(PROVIDED ENTRIES Opens)

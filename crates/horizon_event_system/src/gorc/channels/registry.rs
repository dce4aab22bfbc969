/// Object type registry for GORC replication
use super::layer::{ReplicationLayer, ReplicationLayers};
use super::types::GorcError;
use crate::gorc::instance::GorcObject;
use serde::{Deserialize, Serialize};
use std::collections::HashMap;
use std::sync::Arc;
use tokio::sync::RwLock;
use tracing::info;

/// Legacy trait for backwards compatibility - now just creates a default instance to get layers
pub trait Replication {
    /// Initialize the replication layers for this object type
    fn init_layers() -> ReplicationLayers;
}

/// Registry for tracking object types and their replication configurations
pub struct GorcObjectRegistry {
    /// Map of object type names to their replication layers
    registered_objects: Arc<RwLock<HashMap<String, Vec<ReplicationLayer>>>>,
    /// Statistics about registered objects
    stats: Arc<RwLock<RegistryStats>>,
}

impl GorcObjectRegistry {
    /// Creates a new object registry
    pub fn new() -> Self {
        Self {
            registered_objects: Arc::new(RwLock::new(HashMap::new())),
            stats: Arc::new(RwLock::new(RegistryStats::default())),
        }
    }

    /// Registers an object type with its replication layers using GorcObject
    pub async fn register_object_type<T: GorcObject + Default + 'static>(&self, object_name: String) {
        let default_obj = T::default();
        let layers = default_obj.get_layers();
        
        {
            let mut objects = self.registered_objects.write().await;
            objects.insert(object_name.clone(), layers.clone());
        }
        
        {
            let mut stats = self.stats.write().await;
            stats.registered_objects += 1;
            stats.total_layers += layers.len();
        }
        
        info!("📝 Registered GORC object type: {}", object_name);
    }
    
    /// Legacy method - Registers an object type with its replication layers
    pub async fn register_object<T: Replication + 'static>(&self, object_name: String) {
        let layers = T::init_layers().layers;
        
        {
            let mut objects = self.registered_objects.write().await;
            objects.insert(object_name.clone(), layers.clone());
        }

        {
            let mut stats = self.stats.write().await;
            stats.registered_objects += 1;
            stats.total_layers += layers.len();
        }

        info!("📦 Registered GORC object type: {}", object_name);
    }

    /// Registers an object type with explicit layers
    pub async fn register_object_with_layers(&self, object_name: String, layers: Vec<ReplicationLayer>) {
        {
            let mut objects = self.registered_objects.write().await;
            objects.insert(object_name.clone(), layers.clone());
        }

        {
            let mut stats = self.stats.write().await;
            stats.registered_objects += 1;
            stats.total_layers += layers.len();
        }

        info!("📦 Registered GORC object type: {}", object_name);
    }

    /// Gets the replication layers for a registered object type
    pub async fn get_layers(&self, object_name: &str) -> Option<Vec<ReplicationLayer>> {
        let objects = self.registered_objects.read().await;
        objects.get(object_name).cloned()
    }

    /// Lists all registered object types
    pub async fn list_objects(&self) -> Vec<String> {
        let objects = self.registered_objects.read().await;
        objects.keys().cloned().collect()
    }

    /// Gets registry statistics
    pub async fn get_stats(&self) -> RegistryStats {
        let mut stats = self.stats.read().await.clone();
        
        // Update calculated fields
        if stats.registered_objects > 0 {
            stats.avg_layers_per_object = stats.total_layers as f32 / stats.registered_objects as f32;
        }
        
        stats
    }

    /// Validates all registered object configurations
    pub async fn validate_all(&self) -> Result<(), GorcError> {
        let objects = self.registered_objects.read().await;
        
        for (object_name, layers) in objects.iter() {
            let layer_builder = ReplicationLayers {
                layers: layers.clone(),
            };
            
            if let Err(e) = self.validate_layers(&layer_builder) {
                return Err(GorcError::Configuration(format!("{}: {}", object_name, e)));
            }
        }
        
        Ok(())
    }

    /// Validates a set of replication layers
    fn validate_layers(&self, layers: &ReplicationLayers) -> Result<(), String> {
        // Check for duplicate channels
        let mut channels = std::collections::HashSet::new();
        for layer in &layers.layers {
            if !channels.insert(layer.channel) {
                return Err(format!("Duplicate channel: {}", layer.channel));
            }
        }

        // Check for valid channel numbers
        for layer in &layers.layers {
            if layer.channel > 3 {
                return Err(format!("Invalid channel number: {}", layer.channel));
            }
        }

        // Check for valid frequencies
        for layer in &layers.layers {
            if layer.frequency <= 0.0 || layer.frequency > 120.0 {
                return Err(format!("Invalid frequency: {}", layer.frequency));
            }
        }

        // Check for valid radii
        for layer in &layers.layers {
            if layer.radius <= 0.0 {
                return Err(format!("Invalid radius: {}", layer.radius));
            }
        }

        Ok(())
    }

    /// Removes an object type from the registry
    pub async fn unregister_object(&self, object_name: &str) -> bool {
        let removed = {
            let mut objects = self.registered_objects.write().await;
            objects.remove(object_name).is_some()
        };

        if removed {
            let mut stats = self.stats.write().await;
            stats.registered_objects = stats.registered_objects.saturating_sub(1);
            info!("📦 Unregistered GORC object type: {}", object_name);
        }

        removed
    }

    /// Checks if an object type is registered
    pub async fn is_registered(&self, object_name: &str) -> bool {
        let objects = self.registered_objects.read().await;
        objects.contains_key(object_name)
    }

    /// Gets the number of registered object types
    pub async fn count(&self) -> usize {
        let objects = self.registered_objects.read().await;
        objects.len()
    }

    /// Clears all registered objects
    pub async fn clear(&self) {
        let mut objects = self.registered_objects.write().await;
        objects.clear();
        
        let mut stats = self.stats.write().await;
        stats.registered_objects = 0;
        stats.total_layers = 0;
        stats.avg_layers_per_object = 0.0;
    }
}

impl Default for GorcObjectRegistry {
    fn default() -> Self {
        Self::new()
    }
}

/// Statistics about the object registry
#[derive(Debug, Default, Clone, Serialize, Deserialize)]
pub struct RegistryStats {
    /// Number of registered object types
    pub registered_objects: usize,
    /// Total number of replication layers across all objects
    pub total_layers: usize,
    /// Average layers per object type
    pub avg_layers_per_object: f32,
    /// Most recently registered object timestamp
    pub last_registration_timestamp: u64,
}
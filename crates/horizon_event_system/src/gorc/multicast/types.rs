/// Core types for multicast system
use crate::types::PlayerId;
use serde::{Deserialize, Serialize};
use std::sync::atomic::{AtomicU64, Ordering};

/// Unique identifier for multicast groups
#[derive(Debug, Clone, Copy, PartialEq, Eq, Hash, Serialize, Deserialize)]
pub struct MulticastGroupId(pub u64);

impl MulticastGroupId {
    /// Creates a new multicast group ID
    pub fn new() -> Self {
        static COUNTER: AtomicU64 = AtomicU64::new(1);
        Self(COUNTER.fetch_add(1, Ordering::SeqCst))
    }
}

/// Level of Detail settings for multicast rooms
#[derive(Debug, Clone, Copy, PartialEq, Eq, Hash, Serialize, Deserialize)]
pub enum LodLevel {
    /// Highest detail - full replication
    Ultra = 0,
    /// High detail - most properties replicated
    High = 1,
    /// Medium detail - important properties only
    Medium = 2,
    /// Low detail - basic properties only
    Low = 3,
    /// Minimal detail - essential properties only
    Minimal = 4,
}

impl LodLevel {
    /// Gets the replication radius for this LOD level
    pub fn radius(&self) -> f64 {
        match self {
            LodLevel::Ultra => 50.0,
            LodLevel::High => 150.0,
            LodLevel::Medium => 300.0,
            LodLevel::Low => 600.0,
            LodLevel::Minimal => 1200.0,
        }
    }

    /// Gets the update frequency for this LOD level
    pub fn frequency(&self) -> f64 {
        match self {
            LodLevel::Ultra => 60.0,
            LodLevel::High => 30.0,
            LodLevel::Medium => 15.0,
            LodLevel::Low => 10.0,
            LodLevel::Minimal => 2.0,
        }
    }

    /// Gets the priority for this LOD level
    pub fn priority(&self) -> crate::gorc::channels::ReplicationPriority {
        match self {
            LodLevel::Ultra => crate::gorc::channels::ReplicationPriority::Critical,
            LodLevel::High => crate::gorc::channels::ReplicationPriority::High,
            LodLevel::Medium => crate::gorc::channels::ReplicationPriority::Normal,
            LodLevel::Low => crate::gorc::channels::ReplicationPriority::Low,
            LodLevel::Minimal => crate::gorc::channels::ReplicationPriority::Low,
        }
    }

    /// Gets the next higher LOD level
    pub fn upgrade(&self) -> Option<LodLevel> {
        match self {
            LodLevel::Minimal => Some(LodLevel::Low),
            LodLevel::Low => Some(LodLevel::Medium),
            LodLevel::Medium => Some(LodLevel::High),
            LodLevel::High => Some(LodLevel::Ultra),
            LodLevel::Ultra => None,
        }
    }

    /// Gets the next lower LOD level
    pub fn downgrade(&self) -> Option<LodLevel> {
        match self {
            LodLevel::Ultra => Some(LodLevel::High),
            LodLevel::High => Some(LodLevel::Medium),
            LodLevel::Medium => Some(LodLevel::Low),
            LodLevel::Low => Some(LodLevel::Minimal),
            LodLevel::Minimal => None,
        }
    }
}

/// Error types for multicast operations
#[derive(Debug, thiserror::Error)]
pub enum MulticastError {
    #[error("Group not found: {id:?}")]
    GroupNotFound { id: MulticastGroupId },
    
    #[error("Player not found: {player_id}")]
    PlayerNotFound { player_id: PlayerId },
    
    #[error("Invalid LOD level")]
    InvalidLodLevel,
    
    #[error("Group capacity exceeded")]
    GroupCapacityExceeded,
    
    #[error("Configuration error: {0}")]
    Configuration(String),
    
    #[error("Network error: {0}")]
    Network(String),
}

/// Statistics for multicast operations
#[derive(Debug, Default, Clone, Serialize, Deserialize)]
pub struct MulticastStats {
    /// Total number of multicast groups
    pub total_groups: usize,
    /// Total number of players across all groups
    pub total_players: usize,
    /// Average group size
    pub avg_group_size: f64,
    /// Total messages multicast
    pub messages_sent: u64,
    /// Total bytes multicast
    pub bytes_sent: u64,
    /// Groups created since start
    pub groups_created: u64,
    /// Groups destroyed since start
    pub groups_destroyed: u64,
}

(PROVIDED ENTRIES Closes)

-- WHAT YOU ARE ASKED TO DO --
Nothing but the lines from the start of the data above through the line with "use tracing::info;" should appear in your answer, copied exactly.

-- SOLUTION TO THE EXERCISE --
filename crates/horizon_event_system/src/gorc/channels/registry.rs
repository dce4aab22bfbc969
/// Object type registry for GORC replication
use super::layer::{ReplicationLayer, ReplicationLayers};
use super::types::GorcError;
use crate::gorc::instance::GorcObject;
use serde::{Deserialize, Serialize};
use std::collections::HashMap;
use std::sync::Arc;
use tokio::sync::RwLock;
use tracing::info;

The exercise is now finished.